SECTION 12. Disqualifications. — Any person who has been declared by competent authority insane or incompetent, or has been sentenced by final judgment for subversion, insurrection, rebellion or for any offense for which he has been sentenced to a penalty of more than eighteen months or for a crime involving moral turpitude, shall be disqualified to be a candidate and to hold any office, unless he has been given plenary pardon or granted amnesty.

This disqualifications to be a candidate herein provided shall be deemed removed upon the declaration by competent authority that said insanity or incompetence had been removed or after the expiration of a period of five years from his service of sentence, unless within the same period he again becomes disqualified.55

None of these disqualifications are present in respondent Marcos, Jr.'s case. He was not found to be insane or incompetent by competent authority, and he was not sentenced by final judgment for subversion, insurrection, and rebellion. Moreover, the affirmation of his conviction before the Court of Appeals did not carry a penalty .of imprisonment.

Petitioners, however, assert that the failure to file an income tax return in violation of Section 45 of the National Internal Revenue Code is a crime involving moral turpitude.

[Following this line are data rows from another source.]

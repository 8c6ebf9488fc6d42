//! HTTP server for the Prometheus metrics endpoint.

use std::net::SocketAddr;
use std::sync::Arc;

use axum::Router;
use axum::extract::State;
use axum::http::StatusCode;
use axum::response::{Html, IntoResponse, Response};
use axum::routing::get;
use tokio::sync::watch;
use tower_http::cors::CorsLayer;
use tracing::info;

use crate::registry::SharedRegistry;

/// Application state shared across handlers.
#[derive(Clone)]
struct AppState {
    registry: SharedRegistry,
    landing_page: Arc<str>,
}

/// Static landing page linking to the metrics path.
fn landing_page(metrics_path: &str) -> String {
    format!(
        "<html>\n\
         <head><title>Redash Exporter</title></head>\n\
         <body>\n\
         <h1>Redash Exporter</h1>\n\
         <p><a href=\"{}\">Metrics</a></p>\n\
         </body>\n\
         </html>\n",
        metrics_path
    )
}

/// Create the HTTP router.
fn create_router(registry: SharedRegistry, metrics_path: &str) -> Router {
    let state = AppState {
        registry,
        landing_page: landing_page(metrics_path).into(),
    };

    Router::new()
        .route("/", get(root_handler))
        .route(metrics_path, get(metrics_handler))
        .route("/health", get(health_handler))
        .route("/ready", get(ready_handler))
        .layer(CorsLayer::permissive())
        .with_state(state)
}

/// Handler for the landing page.
async fn root_handler(State(state): State<AppState>) -> Html<String> {
    Html(state.landing_page.to_string())
}

/// Handler for the metrics endpoint.
async fn metrics_handler(State(state): State<AppState>) -> Response {
    let body = state.registry.render();

    (
        StatusCode::OK,
        [("content-type", "text/plain; version=0.0.4; charset=utf-8")],
        body,
    )
        .into_response()
}

/// Handler for the /health endpoint.
async fn health_handler() -> Response {
    (StatusCode::OK, "healthy\n").into_response()
}

/// Handler for the /ready endpoint.
async fn ready_handler(State(state): State<AppState>) -> Response {
    // Ready once a poll has published something
    if !state.registry.is_empty() {
        (StatusCode::OK, "ready\n").into_response()
    } else {
        (
            StatusCode::SERVICE_UNAVAILABLE,
            "not ready - no Redash status received yet\n",
        )
            .into_response()
    }
}

/// HTTP server configuration.
pub struct HttpServer {
    registry: SharedRegistry,
    listen_addr: SocketAddr,
    metrics_path: String,
}

impl HttpServer {
    /// Create a new HTTP server.
    pub fn new(registry: SharedRegistry, listen_addr: SocketAddr, metrics_path: String) -> Self {
        Self {
            registry,
            listen_addr,
            metrics_path,
        }
    }

    /// Run the HTTP server until the shutdown signal is received.
    pub async fn run(self, shutdown: watch::Receiver<bool>) -> anyhow::Result<()> {
        let listener = tokio::net::TcpListener::bind(self.listen_addr)
            .await
            .map_err(|e| anyhow::anyhow!("Failed to bind to {}: {}", self.listen_addr, e))?;

        self.serve(listener, shutdown).await
    }

    /// Serve on an already bound listener until the shutdown signal is received.
    pub async fn serve(
        self,
        listener: tokio::net::TcpListener,
        mut shutdown: watch::Receiver<bool>,
    ) -> anyhow::Result<()> {
        let router = create_router(self.registry, &self.metrics_path);
        let addr = listener.local_addr().unwrap_or(self.listen_addr);

        info!(
            addr = %addr,
            path = %self.metrics_path,
            "HTTP server listening"
        );

        axum::serve(listener, router)
            .with_graceful_shutdown(async move {
                loop {
                    if shutdown.changed().await.is_err() {
                        break;
                    }
                    if *shutdown.borrow() {
                        break;
                    }
                }
                info!("HTTP server shutting down");
            })
            .await
            .map_err(|e| anyhow::anyhow!("HTTP server error: {}", e))?;

        info!("HTTP server stopped");
        Ok(())
    }
}
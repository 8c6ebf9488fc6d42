//! Configuration for the Redash exporter.

use serde::{Deserialize, Serialize};
use std::net::SocketAddr;
use std::path::Path;
use std::time::Duration;
use thiserror::Error;

/// Environment variable holding the Redash API key.
pub const API_KEY_ENV: &str = "REDASH_API_KEY";

/// Configuration errors.
#[derive(Debug, Error)]
pub enum ConfigError {
    #[error("Failed to read config file: {0}")]
    Io(#[from] std::io::Error),
    #[error("Failed to parse config: {0}")]
    Parse(#[from] json5::Error),
    #[error("Validation error: {0}")]
    Validation(String),
    #[error("Failed to initialize tracing: {0}")]
    Logging(String),
}

/// Complete exporter configuration.
#[derive(Debug, Clone, Default, Serialize, Deserialize)]
pub struct ExporterConfig {
    /// Upstream Redash server.
    #[serde(default)]
    pub redash: RedashConfig,

    /// Prometheus exporter settings.
    #[serde(default)]
    pub prometheus: PrometheusConfig,

    /// Polling settings.
    #[serde(default)]
    pub poll: PollConfig,

    /// Logging configuration.
    #[serde(default)]
    pub logging: LoggingConfig,
}

/// Upstream Redash server configuration.
#[derive(Debug, Clone, Serialize, Deserialize)]
pub struct RedashConfig {
    /// URL scheme, "http" or "https" (default: "http").
    #[serde(default = "default_scheme")]
    pub scheme: String,

    /// Host name (default: "localhost").
    #[serde(default = "default_host")]
    pub host: String,

    /// Port (default: "5000").
    #[serde(default = "default_port")]
    pub port: String,

    /// Request timeout in seconds. Unset means the HTTP client default.
    #[serde(default)]
    pub request_timeout_secs: Option<u64>,
}

fn default_scheme() -> String {
    "http".to_string()
}

fn default_host() -> String {
    "localhost".to_string()
}

fn default_port() -> String {
    "5000".to_string()
}

impl Default for RedashConfig {
    fn default() -> Self {
        Self {
            scheme: default_scheme(),
            host: default_host(),
            port: default_port(),
            request_timeout_secs: None,
        }
    }
}

/// Prometheus HTTP endpoint configuration.
#[derive(Debug, Clone, Serialize, Deserialize)]
pub struct PrometheusConfig {
    /// Address to listen on (default: ":9295").
    ///
    /// An address without a host, such as ":9295", listens on all interfaces.
    #[serde(default = "default_listen")]
    pub listen: String,

    /// Path for metrics endpoint (default: "/metrics").
    #[serde(default = "default_path")]
    pub path: String,
}

fn default_listen() -> String {
    ":9295".to_string()
}

fn default_path() -> String {
    "/metrics".to_string()
}

impl Default for PrometheusConfig {
    fn default() -> Self {
        Self {
            listen: default_listen(),
            path: default_path(),
        }
    }
}

impl PrometheusConfig {
    /// Parse the listen address into a socket address.
    pub fn listen_addr(&self) -> Result<SocketAddr, ConfigError> {
        parse_listen_address(&self.listen)
    }
}

/// Polling configuration.
#[derive(Debug, Clone, Serialize, Deserialize)]
pub struct PollConfig {
    /// Seconds between two polls of the status endpoint (default: 30).
    #[serde(default = "default_interval")]
    pub interval_secs: u64,
}

fn default_interval() -> u64 {
    30
}

impl Default for PollConfig {
    fn default() -> Self {
        Self {
            interval_secs: default_interval(),
        }
    }
}

impl PollConfig {
    pub fn interval(&self) -> Duration {
        Duration::from_secs(self.interval_secs)
    }
}

/// Logging configuration.
#[derive(Debug, Clone, Serialize, Deserialize)]
pub struct LoggingConfig {
    /// Log level: "trace", "debug", "info", "warn", "error".
    #[serde(default = "default_log_level")]
    pub level: String,

    /// Log output format: "text" or "json".
    #[serde(default)]
    pub format: LogFormat,
}

fn default_log_level() -> String {
    "info".to_string()
}

impl Default for LoggingConfig {
    fn default() -> Self {
        Self {
            level: default_log_level(),
            format: LogFormat::default(),
        }
    }
}

/// Log output format.
#[derive(Debug, Clone, Copy, Default, PartialEq, Eq, Serialize, Deserialize)]
#[serde(rename_all = "lowercase")]
pub enum LogFormat {
    #[default]
    Text,
    Json,
}

impl std::str::FromStr for LogFormat {
    type Err = ConfigError;

    fn from_str(s: &str) -> Result<Self, Self::Err> {
        match s.to_lowercase().as_str() {
            "text" => Ok(LogFormat::Text),
            "json" => Ok(LogFormat::Json),
            other => Err(ConfigError::Validation(format!(
                "Unknown log format: {}",
                other
            ))),
        }
    }
}

/// Parse a listen address, accepting the host-less ":port" form.
pub fn parse_listen_address(listen: &str) -> Result<SocketAddr, ConfigError> {
    let normalized = if listen.starts_with(':') {
        format!("0.0.0.0{}", listen)
    } else {
        listen.to_string()
    };

    normalized
        .parse()
        .map_err(|_| ConfigError::Validation(format!("Invalid listen address: {}", listen)))
}

impl ExporterConfig {
    /// Load configuration from a JSON5 file.
    pub fn load_from_file<P: AsRef<Path>>(path: P) -> Result<Self, ConfigError> {
        let content = std::fs::read_to_string(path)?;
        Self::parse(&content)
    }

    /// Parse configuration from a JSON5 string.
    pub fn parse(content: &str) -> Result<Self, ConfigError> {
        let config: ExporterConfig = json5::from_str(content)?;
        config.validate()?;
        Ok(config)
    }

    /// Validate the configuration.
    pub fn validate(&self) -> Result<(), ConfigError> {
        if self.poll.interval_secs == 0 {
            return Err(ConfigError::Validation(
                "interval_secs must be > 0".to_string(),
            ));
        }

        if self.redash.request_timeout_secs == Some(0) {
            return Err(ConfigError::Validation(
                "request_timeout_secs must be > 0".to_string(),
            ));
        }

        if self.redash.scheme != "http" && self.redash.scheme != "https" {
            return Err(ConfigError::Validation(format!(
                "Unsupported Redash scheme: {}",
                self.redash.scheme
            )));
        }

        if self.redash.host.trim().is_empty() {
            return Err(ConfigError::Validation(
                "Redash host must not be empty".to_string(),
            ));
        }

        if self.redash.port.parse::<u16>().is_err() {
            return Err(ConfigError::Validation(format!(
                "Invalid Redash port: {}",
                self.redash.port
            )));
        }

        self.prometheus.listen_addr()?;

        if !self.prometheus.path.starts_with('/') {
            return Err(ConfigError::Validation(
                "Metrics path must start with /".to_string(),
            ));
        }

        // "/" serves the landing page.
        if self.prometheus.path == "/" {
            return Err(ConfigError::Validation(
                "Metrics path must not be /".to_string(),
            ));
        }

        Ok(())
    }
}

#[cfg(test)]
mod tests {
    use super::*;
    use std::io::Write;

    #[test]
    fn test_parse_minimal_config() {
        let config = ExporterConfig::parse("{}").unwrap();

        assert_eq!(config.redash.scheme, "http");
        assert_eq!(config.redash.host, "localhost");
        assert_eq!(config.redash.port, "5000");
        assert_eq!(config.redash.request_timeout_secs, None);
        assert_eq!(config.prometheus.listen, ":9295");
        assert_eq!(config.prometheus.path, "/metrics");
        assert_eq!(config.poll.interval_secs, 30);
        assert_eq!(config.logging.format, LogFormat::Text);
    }

    #[test]
    fn test_parse_full_config() {
        let json = r#"{
            redash: {
                scheme: "https",
                host: "redash.example.com",
                port: "443",
                request_timeout_secs: 10,
            },
            prometheus: {
                listen: "127.0.0.1:9296",
                path: "/prometheus/metrics",
            },
            poll: { interval_secs: 15 },
            logging: {
                level: "debug",
                format: "json",
            },
        }"#;

        let config = ExporterConfig::parse(json).unwrap();

        assert_eq!(config.redash.scheme, "https");
        assert_eq!(config.redash.host, "redash.example.com");
        assert_eq!(config.redash.port, "443");
        assert_eq!(config.redash.request_timeout_secs, Some(10));
        assert_eq!(config.prometheus.listen, "127.0.0.1:9296");
        assert_eq!(config.prometheus.path, "/prometheus/metrics");
        assert_eq!(config.poll.interval(), Duration::from_secs(15));
        assert_eq!(config.logging.level, "debug");
        assert_eq!(config.logging.format, LogFormat::Json);
    }

    #[test]
    fn test_listen_address_without_host() {
        let addr = parse_listen_address(":9295").unwrap();
        assert_eq!(addr, "0.0.0.0:9295".parse::<SocketAddr>().unwrap());
    }

    #[test]
    fn test_validate_invalid_listen() {
        let result = ExporterConfig::parse(r#"{ prometheus: { listen: "not-an-address" } }"#);
        assert!(
            result
                .unwrap_err()
                .to_string()
                .contains("Invalid listen address")
        );
    }

    #[test]
    fn test_validate_invalid_path() {
        let result = ExporterConfig::parse(r#"{ prometheus: { path: "no-leading-slash" } }"#);
        assert!(
            result
                .unwrap_err()
                .to_string()
                .contains("must start with /")
        );

        assert!(ExporterConfig::parse(r#"{ prometheus: { path: "/" } }"#).is_err());
    }

    #[test]
    fn test_validate_zero_interval() {
        let result = ExporterConfig::parse("{ poll: { interval_secs: 0 } }");
        assert!(result.is_err());
    }

    #[test]
    fn test_validate_redash_target() {
        assert!(ExporterConfig::parse(r#"{ redash: { scheme: "ftp" } }"#).is_err());
        assert!(ExporterConfig::parse(r#"{ redash: { host: "" } }"#).is_err());
        assert!(ExporterConfig::parse(r#"{ redash: { port: "http" } }"#).is_err());
        assert!(ExporterConfig::parse(r#"{ redash: { port: "70000" } }"#).is_err());
        assert!(ExporterConfig::parse("{ redash: { request_timeout_secs: 0 } }").is_err());
    }

    #[test]
    fn test_log_format_from_str() {
        assert_eq!("json".parse::<LogFormat>().unwrap(), LogFormat::Json);
        assert_eq!("TEXT".parse::<LogFormat>().unwrap(), LogFormat::Text);
        assert!("xml".parse::<LogFormat>().is_err());
    }

    #[test]
    fn test_load_from_file() {
        let mut file = tempfile::NamedTempFile::new().unwrap();
        writeln!(file, "{{ redash: {{ host: \"redash.internal\" }} }}").unwrap();

        let config = ExporterConfig::load_from_file(file.path()).unwrap();
        assert_eq!(config.redash.host, "redash.internal");
    }

    #[test]
    fn test_load_missing_file() {
        let result = ExporterConfig::load_from_file("/nonexistent/redash-exporter.json5");
        assert!(matches!(result, Err(ConfigError::Io(_))));
    }
}
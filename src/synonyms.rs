//! Synonym grouping of entity surface forms.
//!
//! Co-referential surface forms ("Путин", "Путина", "В. Путин") must act as
//! one opinion end, so every opinion end is resolved to a synonym group id.
//! Grouping is an explicitly owned registry: pipelines that auto-annotate
//! no-label pairs register unseen surface forms on first use, which makes the
//! collection mutable state scoped to one pipeline build. Do not share one
//! collection across concurrent runs.

use crate::{Error, Result};
use std::collections::HashMap;

/// Synonym group identifier.
pub type GroupId = u32;

/// Word normalizer used to key synonym groups.
pub trait Stemmer {
    /// Normalize a single word to its stem.
    fn stem(&self, word: &str) -> String;
}

/// Suffix-stripping stemmer for Russian surface forms.
///
/// Lowercases and strips the most common inflectional endings. This stands in
/// for a full lemmatizer: the only requirement here is that inflected forms
/// of the same mention collapse to one key.
#[derive(Debug, Default, Clone, Copy)]
pub struct RuStemmer;

/// Inflectional endings, longest first so the longest match wins.
const RU_SUFFIXES: &[&str] = &[
    "иями", "ями", "ами", "иях", "иям", "его", "ому", "ему", "ого", "ыми", "ими", "ией", "ах",
    "ях", "ам", "ям", "ом", "ем", "ой", "ей", "ов", "ев", "ий", "ый", "ая", "яя", "ое", "ее",
    "ие", "ые", "ью", "ия", "ь", "а", "я", "о", "е", "у", "ю", "ы", "и",
];

impl Stemmer for RuStemmer {
    fn stem(&self, word: &str) -> String {
        let lower = word.to_lowercase();
        let chars: Vec<char> = lower.chars().collect();
        // Short words carry no strippable ending.
        if chars.len() <= 3 {
            return lower;
        }
        for suffix in RU_SUFFIXES {
            let suffix_len = suffix.chars().count();
            if chars.len() > suffix_len + 2 && lower.ends_with(suffix) {
                return chars[..chars.len() - suffix_len].iter().collect();
            }
        }
        lower
    }
}

/// A registry mapping normalized surface forms to synonym group ids.
pub struct SynonymsCollection {
    stemmer: Box<dyn Stemmer>,
    index: HashMap<String, GroupId>,
    groups: Vec<Vec<String>>,
    read_only: bool,
}

impl std::fmt::Debug for SynonymsCollection {
    fn fmt(&self, f: &mut std::fmt::Formatter<'_>) -> std::fmt::Result {
        f.debug_struct("SynonymsCollection")
            .field("groups", &self.groups.len())
            .field("read_only", &self.read_only)
            .finish()
    }
}

impl SynonymsCollection {
    /// Create an empty, mutable collection backed by the given stemmer.
    pub fn new(stemmer: impl Stemmer + 'static) -> Self {
        SynonymsCollection {
            stemmer: Box::new(stemmer),
            index: HashMap::new(),
            groups: Vec::new(),
            read_only: false,
        }
    }

    /// Create a stemmer-backed collection for Russian text.
    #[must_use]
    pub fn stemmer_based() -> Self {
        SynonymsCollection::new(RuStemmer)
    }

    /// Freeze the collection: lookups only, registration becomes an error.
    pub fn set_read_only(&mut self, read_only: bool) {
        self.read_only = read_only;
    }

    /// Number of synonym groups.
    #[must_use]
    pub fn group_count(&self) -> usize {
        self.groups.len()
    }

    /// Normalization key for a (possibly multi-word) surface form.
    fn key(&self, value: &str) -> String {
        value
            .split_whitespace()
            .map(|w| self.stemmer.stem(w))
            .collect::<Vec<_>>()
            .join(" ")
    }

    /// Group id of a surface form, if registered.
    #[must_use]
    pub fn group_id(&self, value: &str) -> Option<GroupId> {
        self.index.get(&self.key(value)).copied()
    }

    /// Whether the surface form belongs to a registered group.
    #[must_use]
    pub fn contains(&self, value: &str) -> bool {
        self.group_id(value).is_some()
    }

    /// Register a surface form into a fresh group.
    ///
    /// Errors on a read-only collection; registering an already known form
    /// returns its existing group.
    pub fn register(&mut self, value: &str) -> Result<GroupId> {
        let key = self.key(value);
        if let Some(&id) = self.index.get(&key) {
            return Ok(id);
        }
        if self.read_only {
            return Err(Error::MissingSynonym(value.to_string()));
        }
        let id = self.groups.len() as GroupId;
        self.groups.push(vec![value.to_string()]);
        self.index.insert(key, id);
        Ok(id)
    }

    /// Group id of a surface form, registering it on first use.
    ///
    /// This is the register-on-first-use semantics the no-label annotator
    /// relies on; on a read-only collection an unknown form is
    /// [`Error::MissingSynonym`].
    pub fn existing_or_register(&mut self, value: &str) -> Result<GroupId> {
        match self.group_id(value) {
            Some(id) => Ok(id),
            None => self.register(value),
        }
    }

    /// Add a surface form to an existing group.
    pub fn add_to_group(&mut self, value: &str, group: GroupId) -> Result<()> {
        if self.read_only {
            return Err(Error::MissingSynonym(value.to_string()));
        }
        let key = self.key(value);
        let slot = self
            .groups
            .get_mut(group as usize)
            .ok_or_else(|| Error::invalid_config(format!("no synonym group {group}")))?;
        slot.push(value.to_string());
        self.index.insert(key, group);
        Ok(())
    }
}

#[cfg(test)]
mod tests {
    use super::*;

    #[test]
    fn inflected_forms_share_a_group() {
        let mut syn = SynonymsCollection::stemmer_based();
        let a = syn.existing_or_register("Собянин").unwrap();
        let b = syn.existing_or_register("Собянина").unwrap();
        assert_eq!(a, b);
        assert_eq!(syn.group_count(), 1);
    }

    #[test]
    fn distinct_forms_get_distinct_groups() {
        let mut syn = SynonymsCollection::stemmer_based();
        let a = syn.existing_or_register("Путин").unwrap();
        let b = syn.existing_or_register("Собянин").unwrap();
        assert_ne!(a, b);
    }

    #[test]
    fn read_only_rejects_unknown_forms() {
        let mut syn = SynonymsCollection::stemmer_based();
        syn.register("Путин").unwrap();
        syn.set_read_only(true);

        assert!(syn.existing_or_register("Путин").is_ok());
        let err = syn.existing_or_register("Навальный").unwrap_err();
        assert!(matches!(err, crate::Error::MissingSynonym(_)));
    }

    #[test]
    fn grouping_is_case_insensitive() {
        let mut syn = SynonymsCollection::stemmer_based();
        let a = syn.existing_or_register("МОСКВА").unwrap();
        let b = syn.existing_or_register("Москва").unwrap();
        assert_eq!(a, b);
    }

    #[test]
    fn explicit_group_membership() {
        let mut syn = SynonymsCollection::stemmer_based();
        let g = syn.register("РФ").unwrap();
        syn.add_to_group("Россия", g).unwrap();
        assert_eq!(syn.group_id("Россия"), Some(g));
    }

    #[test]
    fn multiword_forms_are_keyed_per_word() {
        let mut syn = SynonymsCollection::stemmer_based();
        let a = syn.existing_or_register("Владимир Путин").unwrap();
        let b = syn.existing_or_register("Владимира Путина").unwrap();
        assert_eq!(a, b);
    }

    #[test]
    fn short_words_are_not_stemmed() {
        let s = RuStemmer;
        assert_eq!(s.stem("РФ"), "рф");
        assert_eq!(s.stem("мэр"), "мэр");
    }
}
//! Document providers.
//!
//! A provider maps document ids to [`Document`]s. The file-backed provider
//! owns an `{id -> path}` listing and parses lazily, caching each document on
//! first retrieval; pipelines over the four splits of one release share the
//! provider so every document is read at most once.

use crate::document::{DocId, Document};
use crate::{Error, Result};
use std::cell::RefCell;
use std::collections::{BTreeMap, HashMap};
use std::fs;
use std::path::PathBuf;
use std::sync::Arc;

/// Supplies documents by id.
pub trait DocProvider {
    /// Retrieve a document. [`Error::UnknownDocument`] when the id is not
    /// listed; I/O and parse failures propagate unmodified.
    fn by_id(&self, id: &DocId) -> Result<Arc<Document>>;
}

/// Provider over pre-built documents, mainly for tests and callers that
/// assemble documents themselves.
#[derive(Debug, Default)]
pub struct InMemoryDocProvider {
    docs: HashMap<DocId, Arc<Document>>,
}

impl InMemoryDocProvider {
    /// Build a provider from documents.
    #[must_use]
    pub fn new(docs: impl IntoIterator<Item = Document>) -> Self {
        InMemoryDocProvider {
            docs: docs
                .into_iter()
                .map(|d| (d.id.clone(), Arc::new(d)))
                .collect(),
        }
    }
}

impl DocProvider for InMemoryDocProvider {
    fn by_id(&self, id: &DocId) -> Result<Arc<Document>> {
        self.docs
            .get(id)
            .cloned()
            .ok_or_else(|| Error::UnknownDocument(id.to_string()))
    }
}

/// Lazily parsing, caching provider over brat file pairs on disk.
///
/// Each listed path points at the document's `.txt` file; the standoff
/// annotations are expected in the sibling `.ann` file. A missing file fails
/// retrieval of that document.
///
/// The cache uses interior mutability and is not `Sync`; providers belong to
/// a single pipeline run.
pub struct FileDocProvider {
    filename_by_id: BTreeMap<DocId, PathBuf>,
    cache: RefCell<HashMap<DocId, Arc<Document>>>,
}

impl std::fmt::Debug for FileDocProvider {
    fn fmt(&self, f: &mut std::fmt::Formatter<'_>) -> std::fmt::Result {
        f.debug_struct("FileDocProvider")
            .field("documents", &self.filename_by_id.len())
            .field("cached", &self.cache.borrow().len())
            .finish()
    }
}

impl FileDocProvider {
    /// Build a provider from an `{id -> txt path}` listing.
    #[must_use]
    pub fn new(filename_by_id: BTreeMap<DocId, PathBuf>) -> Self {
        FileDocProvider {
            filename_by_id,
            cache: RefCell::new(HashMap::new()),
        }
    }

    /// Ids of all listed documents, in sorted order.
    pub fn doc_ids(&self) -> impl Iterator<Item = &DocId> {
        self.filename_by_id.keys()
    }

    /// Number of listed documents.
    #[must_use]
    pub fn len(&self) -> usize {
        self.filename_by_id.len()
    }

    /// Whether the listing is empty.
    #[must_use]
    pub fn is_empty(&self) -> bool {
        self.filename_by_id.is_empty()
    }

    fn load(&self, id: &DocId, txt_path: &PathBuf) -> Result<Document> {
        let text = fs::read_to_string(txt_path)?;
        let ann_path = txt_path.with_extension("ann");
        let ann = fs::read_to_string(&ann_path)?;
        log::debug!("loaded {} from {}", id, txt_path.display());
        Document::from_brat(id.clone(), text, &ann)
    }
}

impl DocProvider for FileDocProvider {
    fn by_id(&self, id: &DocId) -> Result<Arc<Document>> {
        if let Some(doc) = self.cache.borrow().get(id) {
            return Ok(Arc::clone(doc));
        }
        let path = self
            .filename_by_id
            .get(id)
            .ok_or_else(|| Error::UnknownDocument(id.to_string()))?;
        let doc = Arc::new(self.load(id, path)?);
        self.cache
            .borrow_mut()
            .insert(id.clone(), Arc::clone(&doc));
        Ok(doc)
    }
}

#[cfg(test)]
mod tests {
    use super::*;

    #[test]
    fn unknown_id_is_an_error() {
        let provider = InMemoryDocProvider::new([]);
        let err = provider.by_id(&DocId::new("missing")).unwrap_err();
        assert!(matches!(err, Error::UnknownDocument(_)));
    }

    #[test]
    fn in_memory_provider_returns_documents() {
        let provider = InMemoryDocProvider::new([Document::new("doc1", "text")]);
        let doc = provider.by_id(&DocId::new("doc1")).unwrap();
        assert_eq!(doc.text, "text");
    }

    #[test]
    fn file_provider_parses_and_caches() {
        let dir = tempfile::tempdir().unwrap();
        let txt = dir.path().join("1001.txt");
        fs::write(&txt, "Путин хвалит Собянина").unwrap();
        fs::write(
            dir.path().join("1001.ann"),
            "T1\tPERSON 0 5\tПутин\nT2\tPERSON 13 21\tСобянина\nR1\tPOSITIVE_TO Arg1:T1 Arg2:T2\n",
        )
        .unwrap();

        let provider =
            FileDocProvider::new(BTreeMap::from([(DocId::new("1001"), txt)]));
        let first = provider.by_id(&DocId::new("1001")).unwrap();
        assert_eq!(first.entities.len(), 2);
        assert_eq!(first.relations.len(), 1);

        // Second retrieval is served from the cache: same allocation.
        let second = provider.by_id(&DocId::new("1001")).unwrap();
        assert!(Arc::ptr_eq(&first, &second));
    }

    #[test]
    fn missing_annotation_file_fails_retrieval() {
        let dir = tempfile::tempdir().unwrap();
        let txt = dir.path().join("1002.txt");
        fs::write(&txt, "text only").unwrap();

        let provider =
            FileDocProvider::new(BTreeMap::from([(DocId::new("1002"), txt)]));
        let err = provider.by_id(&DocId::new("1002")).unwrap_err();
        assert!(matches!(err, Error::Io(_)));
    }
}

Moral turpitude refers to "everything. . . done contrary to justice, honesty, or good morals."56 In Villaber v. Commission on Elections,57 this Court defined moral turpitude as "an act of baseness, vileness, or depravity in the private duties which a [person] owes [their fellow], or to society in general, contrary to the accepted and customary rule of right and duty. . ., or conduct contrary to justice, honesty, modesty, or good morals."58

The definition of moral turpitude and the identification of crimes involving moral turpitude is loose.59 Generally, the standard surrounding moral turpitude depends on what the society accepts as rules of right and duty, justice, honesty, or good morals.60 Determining what constitutes moral turpitude requires a social consensus of what acts are deemed reprehensible based on a society's standards.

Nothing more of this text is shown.